## Exercise requirements
The entries below contain a stretch that opens with the line containing "A terminal evaluates" and closes with the line containing "- **Pipeline**: node"; set down that stretch exactly, both ends included, and nothing else.

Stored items
=== Section Start ===
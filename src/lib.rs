//! # pullgraph-rs: lazy, cached node-graph pipelines
//!
//! Compose processing stages into a DAG and pull values through it. Each
//! node computes at most once per pass; a pass either produces a value, is
//! voided by a filter, or finds a source exhausted. A terminal evaluates
//! single-shot (one pass) or aggregated (passes until the sources drain).
//!
//! ## Architecture
//!
//! - **Pipeline**: node arena, pull engine, lifecycle-wrapped `Pipeline` facade
//! - **Scripting**: Rhai-based node bodies for definition files
//! - **Config**: TOML/JSON pipeline definitions
//!
//! ## Example
//!
//! ```
//! use pullgraph_rs::pipeline::{Graph, Node, Pipeline, Value};
//!
//! # fn main() -> pullgraph_rs::Result<()> {
//! let mut graph = Graph::new();
//! let numbers = graph.add(Node::source_iter([-1, 2, -3, 4]).with_label("numbers"))?;
//! let positive = graph.add(
//!     Node::predicate(|v| v.as_int() > Some(0))
//!         .with_label("positive")
//!         .aggregate(true),
//! )?;
//! let pipeline = Pipeline::from_chain(&mut graph, &[numbers, positive])?;
//!
//! let values = pipeline.run(&mut graph)?.into_values();
//! assert_eq!(values, vec![Value::Int(2), Value::Int(4)]);
//! # Ok(())
//! # }
//! ```

pub mod config;
pub mod error;
pub mod pipeline;
pub mod scripting;

// Re-export commonly used types
pub use config::{NodeDefinition, PipelineFile, RunSettings};
pub use error::{PullGraphError, Result, ResultExt};
pub use pipeline::{
    CancelToken, Evaluation, Graph, Node, NodeId, Pipeline, PipelineBuilder, PipelineError,
    Value,
};
pub use scripting::ScriptEngine;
=== Section End ===
## Answer below
//! voided by a filter, or finds a source exhausted. A terminal evaluates
//! single-shot (one pass) or aggregated (passes until the sources drain).
//!
//! ## Architecture
//!
//! - **Pipeline**: node arena, pull engine, lifecycle-wrapped `Pipeline` facade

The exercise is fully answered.